Pero mientras que una economía que crece, digamos, a un 9% anual puede invertir productivamente el 40% del PIB, una economía que crece al 3% no puede.
Resultado
La respuesta parece obvia:
redistribuir el ingreso a los hogares y reorientar la economía desde la inversión hacia el consumo.
Pero, por alguna razón, el gobierno de China parece no estar dispuesto a avanzar en esa dirección.
Una y otra vez, las políticas de estímulo han apuntado más a expandir la capacidad productiva que a empoderar a los consumidores para que hagan uso de esa capacidad.

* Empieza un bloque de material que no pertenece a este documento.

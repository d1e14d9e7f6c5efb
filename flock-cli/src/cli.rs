use clap::{Args, Parser, Subcommand};
use std::path::PathBuf;

#[derive(Parser, Debug)]
#[clap(author, version, about = "Farm record keeping: quick-pick option sets and flock journals")]
pub struct Cli {
    /// Path to the data file (.json or .db); overrides FLOCK_DATA_PATH and the config file
    #[clap(long, global = true)]
    pub data: Option<PathBuf>,

    /// Storage backend (json, sqlite); inferred from the data file extension by default
    #[clap(long, global = true)]
    pub backend: Option<String>,

    #[clap(subcommand)]
    pub command: Command,
}

#[derive(Subcommand, Debug)]
pub enum OptionsCommand {
    /// List the options of a category in display order
    List {
        /// Category name (e.g. breeds, suppliers, death-reasons)
        category: String,
    },

    /// Add an option at the end of a category
    Add {
        /// Category name
        category: String,

        /// Text shown on the button
        #[clap(long)]
        label: Option<String>,

        /// Value filled into the form (defaults to the label)
        #[clap(long)]
        value: Option<String>,

        /// Optional icon tag
        #[clap(long)]
        icon: Option<String>,

        /// Use interactive mode (prompts)
        #[clap(long)]
        interactive: bool,
    },

    /// Edit the label and value of an option
    Edit {
        /// Category name
        category: String,

        /// Option id
        id: String,

        /// New label
        #[clap(long)]
        label: Option<String>,

        /// New value
        #[clap(long)]
        value: Option<String>,
    },

    /// Remove an option
    Remove {
        /// Category name
        category: String,

        /// Option id
        id: String,

        /// Skip confirmation prompt
        #[clap(long, short = 'y')]
        yes: bool,
    },

    /// Move an option; the target position counts after the option is taken out
    Move {
        /// Category name
        category: String,

        /// Current position (1-based)
        from: usize,

        /// New position (1-based)
        to: usize,
    },

    /// Discard stored options and go back to the built-in defaults
    Reset {
        /// Category name
        category: String,

        /// Skip confirmation prompt
        #[clap(long, short = 'y')]
        yes: bool,
    },
}

#[derive(Subcommand, Debug)]
pub enum IntakeCommand {
    /// Record a batch of chicks
    Add {
        /// Breed (defaults to the page default)
        #[clap(long)]
        breed: Option<String>,

        /// Supplier (defaults to the page default)
        #[clap(long)]
        supplier: Option<String>,

        /// Number of chicks
        #[clap(long)]
        quantity: Option<u32>,

        /// Price per chick
        #[clap(long)]
        unit_price: Option<f64>,

        /// Batch number (defaults to BYYYYMMDD)
        #[clap(long)]
        batch: Option<String>,

        /// Entry date (YYYY-MM-DD, defaults to today)
        #[clap(long)]
        date: Option<String>,

        /// Free-form notes
        #[clap(long)]
        notes: Option<String>,

        /// Pick breed and supplier from the quick-pick lists
        #[clap(long)]
        interactive: bool,
    },

    /// List recorded intakes, newest first
    List,
}

#[derive(Subcommand, Debug)]
pub enum DeathCommand {
    /// Record chick deaths
    Add {
        /// Reason (defaults to the page default)
        #[clap(long)]
        reason: Option<String>,

        /// Number of chicks lost
        #[clap(long)]
        quantity: Option<u32>,

        /// Batch number (defaults to the latest intake)
        #[clap(long)]
        batch: Option<String>,

        /// Date (YYYY-MM-DD, defaults to today)
        #[clap(long)]
        date: Option<String>,

        /// Free-form notes
        #[clap(long)]
        notes: Option<String>,

        /// Pick the reason from the quick-pick list
        #[clap(long)]
        interactive: bool,
    },

    /// List recorded deaths, newest first
    List,
}

#[derive(Subcommand, Debug)]
pub enum ContactsCommand {
    /// List contacts with their details
    List {
        /// Contact list (customers, feed-suppliers)
        list: String,
    },

    /// Add a contact at the end of a list
    Add {
        /// Contact list
        list: String,

        /// Contact name
        #[clap(long)]
        name: Option<String>,

        /// Contact type (e.g. 市場, 飼料行); defaults to 其他
        #[clap(long = "type")]
        kind: Option<String>,

        /// Phone number
        #[clap(long)]
        contact: Option<String>,

        /// Address
        #[clap(long)]
        address: Option<String>,

        /// Use interactive mode (prompts)
        #[clap(long)]
        interactive: bool,
    },

    /// Change the details of a contact
    Edit {
        /// Contact list
        list: String,

        /// Contact id
        id: String,

        /// New name
        #[clap(long)]
        name: Option<String>,

        /// New type
        #[clap(long = "type")]
        kind: Option<String>,

        /// New phone number
        #[clap(long)]
        contact: Option<String>,

        /// New address
        #[clap(long)]
        address: Option<String>,
    },

    /// Remove a contact
    Remove {
        /// Contact list
        list: String,

        /// Contact id
        id: String,

        /// Skip confirmation prompt
        #[clap(long, short = 'y')]
        yes: bool,
    },

    /// Move a contact; the target position counts after the contact is taken out
    Move {
        /// Contact list
        list: String,

        /// Current position (1-based)
        from: usize,

        /// New position (1-based)
        to: usize,
    },

    /// Remember a customer as the default for daily records
    Select {
        /// Customer id
        id: String,
    },
}

#[derive(Subcommand, Debug)]
pub enum DailyCommand {
    /// Record the day's observations
    Add {
        /// Customer (defaults to the remembered customer)
        #[clap(long)]
        customer: Option<String>,

        /// Weather (defaults to 晴天)
        #[clap(long)]
        weather: Option<String>,

        /// Temperature in degrees Celsius
        #[clap(long, allow_negative_numbers = true)]
        temperature: Option<f64>,

        /// Relative humidity in percent
        #[clap(long)]
        humidity: Option<f64>,

        /// Flock health (defaults to 良好)
        #[clap(long)]
        health: Option<String>,

        /// Notes on flock health
        #[clap(long)]
        health_notes: Option<String>,

        /// Housing condition (defaults to 正常)
        #[clap(long)]
        environment: Option<String>,

        /// Notes on housing
        #[clap(long)]
        environment_notes: Option<String>,

        /// Date (YYYY-MM-DD, defaults to today)
        #[clap(long)]
        date: Option<String>,

        /// Time (HH:MM, defaults to now)
        #[clap(long)]
        time: Option<String>,

        /// Pick customer, weather, health and housing from the quick-pick lists
        #[clap(long)]
        interactive: bool,
    },

    /// List daily records, newest first
    List,
}

#[derive(Subcommand, Debug)]
pub enum FeedCommand {
    /// Record a feed purchase
    Buy {
        /// Feed type (defaults to 成長期飼料)
        #[clap(long)]
        feed_type: Option<String>,

        /// Supplier (defaults to 農友飼料行)
        #[clap(long)]
        supplier: Option<String>,

        /// Kilograms bought
        #[clap(long)]
        quantity: Option<f64>,

        /// Price per kilogram
        #[clap(long)]
        unit_price: Option<f64>,

        /// Feed batch number (defaults to FYYYYMMDD)
        #[clap(long)]
        batch: Option<String>,

        /// Purchase date (YYYY-MM-DD, defaults to today)
        #[clap(long)]
        date: Option<String>,

        /// Free-form notes
        #[clap(long)]
        notes: Option<String>,

        /// Pick feed type and supplier from the quick-pick lists
        #[clap(long)]
        interactive: bool,
    },

    /// Record feed given to a chicken batch
    Use {
        /// Feed batch (defaults to the latest purchase)
        #[clap(long)]
        batch: Option<String>,

        /// Chicken batch (defaults to the latest intake)
        #[clap(long)]
        chicken_batch: Option<String>,

        /// Feed type (defaults to that of the latest purchase)
        #[clap(long)]
        feed_type: Option<String>,

        /// Kilograms used
        #[clap(long)]
        quantity: Option<f64>,

        /// Usage date (YYYY-MM-DD, defaults to today)
        #[clap(long)]
        date: Option<String>,

        /// Free-form notes
        #[clap(long)]
        notes: Option<String>,

        /// Pick the feed type from the quick-pick list
        #[clap(long)]
        interactive: bool,
    },

    /// List purchases and usage with the remaining stock
    List,
}

/// Fields shared by the medicine and vaccine forms
#[derive(Args, Debug)]
pub struct TreatmentArgs {
    /// Product name
    #[clap(long)]
    pub name: Option<String>,

    /// Medicine or vaccine type
    #[clap(long = "type")]
    pub kind: Option<String>,

    /// How it was given
    #[clap(long)]
    pub method: Option<String>,

    /// Amount used
    #[clap(long)]
    pub quantity: Option<f64>,

    /// Supplier
    #[clap(long)]
    pub supplier: Option<String>,

    /// Chicken batch (defaults to the latest intake)
    #[clap(long)]
    pub batch: Option<String>,

    /// Date (YYYY-MM-DD, defaults to today)
    #[clap(long)]
    pub date: Option<String>,

    /// Free-form notes
    #[clap(long)]
    pub notes: Option<String>,

    /// Pick type, method and supplier from the quick-pick lists
    #[clap(long)]
    pub interactive: bool,
}

#[derive(Subcommand, Debug)]
pub enum TreatmentCommand {
    /// Record a treatment
    Add(TreatmentArgs),

    /// List treatments, newest first
    List,
}

#[derive(Subcommand, Debug)]
pub enum SaleCommand {
    /// Record birds sold
    Add {
        /// Customer (defaults to 農友市場)
        #[clap(long)]
        customer: Option<String>,

        /// Number of birds
        #[clap(long)]
        quantity: Option<u32>,

        /// Price per bird
        #[clap(long)]
        unit_price: Option<f64>,

        /// Chicken batch (defaults to the latest intake)
        #[clap(long)]
        batch: Option<String>,

        /// Sale date (YYYY-MM-DD, defaults to today)
        #[clap(long)]
        date: Option<String>,

        /// Free-form notes
        #[clap(long)]
        notes: Option<String>,

        /// Pick the customer from the quick-pick list
        #[clap(long)]
        interactive: bool,
    },

    /// List sales, newest first
    List,
}

#[derive(Subcommand, Debug)]
pub enum CullCommand {
    /// Record birds culled
    Add {
        /// Reason (defaults to 生長不良)
        #[clap(long)]
        reason: Option<String>,

        /// Number of birds
        #[clap(long)]
        quantity: Option<u32>,

        /// Chicken batch (defaults to the latest intake)
        #[clap(long)]
        batch: Option<String>,

        /// Culling date (YYYY-MM-DD, defaults to today)
        #[clap(long)]
        date: Option<String>,

        /// Free-form notes
        #[clap(long)]
        notes: Option<String>,

        /// Pick the reason from the quick-pick list
        #[clap(long)]
        interactive: bool,
    },

    /// List culled birds, newest first
    List,
}

#[derive(Subcommand, Debug)]
pub enum StorageCommand {
    /// Print the data file in use
    Path,

    /// List stored keys
    Keys,

    /// Delete one stored key
    Delete {
        /// Storage key
        key: String,
    },

    /// Delete every stored key
    Clear {
        /// Skip confirmation prompt
        #[clap(long, short = 'y')]
        yes: bool,
    },

    /// Export every key to a JSON snapshot
    Export {
        /// Output file path
        output: PathBuf,
    },

    /// Import a JSON snapshot
    Import {
        /// Snapshot file path
        input: PathBuf,
    },

    /// Copy every key into another data file
    Migrate {
        /// Target data file (.json or .db)
        #[clap(long)]
        to: PathBuf,
    },
}

#[derive(Subcommand, Debug)]
pub enum Command {
    /// List the option set categories
    Categories,

    /// Quick-pick option management
    #[clap(subcommand)]
    Options(OptionsCommand),

    /// Customer and feed supplier contacts
    #[clap(subcommand)]
    Contacts(ContactsCommand),

    /// Daily weather, health and housing log
    #[clap(subcommand)]
    Daily(DailyCommand),

    /// Chick intake journal
    #[clap(subcommand)]
    Intake(IntakeCommand),

    /// Death journal
    #[clap(subcommand)]
    Death(DeathCommand),

    /// Feed purchases and usage
    #[clap(subcommand)]
    Feed(FeedCommand),

    /// Medicine journal
    #[clap(subcommand)]
    Medicine(TreatmentCommand),

    /// Vaccination journal
    #[clap(subcommand)]
    Vaccine(TreatmentCommand),

    /// Sales journal
    #[clap(subcommand)]
    Sale(SaleCommand),

    /// Culling journal
    #[clap(subcommand)]
    Cull(CullCommand),

    /// Storage maintenance
    #[clap(subcommand)]
    Storage(StorageCommand),
}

Entonces, ¿qué se hace si se tiene mucha capacidad pero los consumidores no pueden o no quieren comprar lo que se produce? Se intenta exportar el problema, manteniendo la economía en marcha mediante enormes superávits comerciales.
Y quiero decir enormes.
Es revelador que China parezca estar jugando con sus cifras comerciales en un intento de hacer que sus superávits parezcan menores de lo que realmente son.
Pero China parece estar exportando cerca de un billón de dólares más de lo que importa, y la tendencia es al alza.
De ahí la inminente guerra comercial.
El resto del mundo no aceptará pasivamente superávits chinos de esa escala.
El “shock chino” de los años 2000 nos enseñó que, cualesquiera que sean las virtudes (reales) del libre comercio, un enorme aumento de las importaciones provoca un daño inaceptable a los trabajadores y las comunidades que encuentra a su paso.
Además, China es una autocracia que no comparte los valores democráticos.
Permitirle dominar industrias estratégicamente cruciales es un riesgo inaceptable.
Por eso, la administración Biden ha estado aplicando silenciosamente una línea bastante dura con China, manteniendo los aranceles de Trump y tratando de limitar su progreso en tecnologías avanzadas.
Por eso, la Unión Europea ha impuesto aranceles elevados a los vehículos eléctricos fabricados en China, lo que probablemente sea solo el comienzo de un conflicto comercial ampliado.
Así que la guerra comercial se avecina; en cierto modo, ya ha comenzado.
¿Qué agregará Trump a la historia?
Ignorancia, falta de enfoque y potencial favoritismo.
Ah, y credulidad.
Ignorancia:
la insistencia de Trump en que los aranceles no perjudican a los consumidores —aun cuando las empresas de todo Estados Unidos están planeando aumentar los precios cuando se apliquen los aranceles previstos— sugiere firmemente que ni él ni nadie a quien escucha entiende cómo funciona el comercio global.
No es algo bueno en tiempos de conflicto comercial.
Falta de foco:
al proponer aranceles en todos los ámbitos, no solo para China, Trump aumentará los costos para muchas empresas estadounidenses y alejará a aliados que deberían ser parte de una respuesta cooperativa.
Amiguismo:
el presidente tiene gran discreción para otorgar exenciones arancelarias a empresas seleccionadas.
Durante el primer mandato de Trump, dichas exenciones se destinaron desproporcionadamente a empresas con conexiones políticas republicanas.
Es ingenuo pensar que no es probable que esto vuelva a suceder, y en una escala mucho mayor.
Por último, la credulidad:
durante su primer mandato, Trump finalmente dejó de aumentar los aranceles después de firmar lo que llamó un «acuerdo comercial histórico» en el que China acordó comprar 200 mil millones de dólares en productos estadounidenses. ¿
Cuánto de ese total compró realmente China?
Ninguno.
Como ya he dicho, se avecinan graves conflictos comerciales cuando China intente exportar sus fracasos políticos.
Pero Estados Unidos acaba de elegir quizá al peor líder posible para gestionar ese conflicto.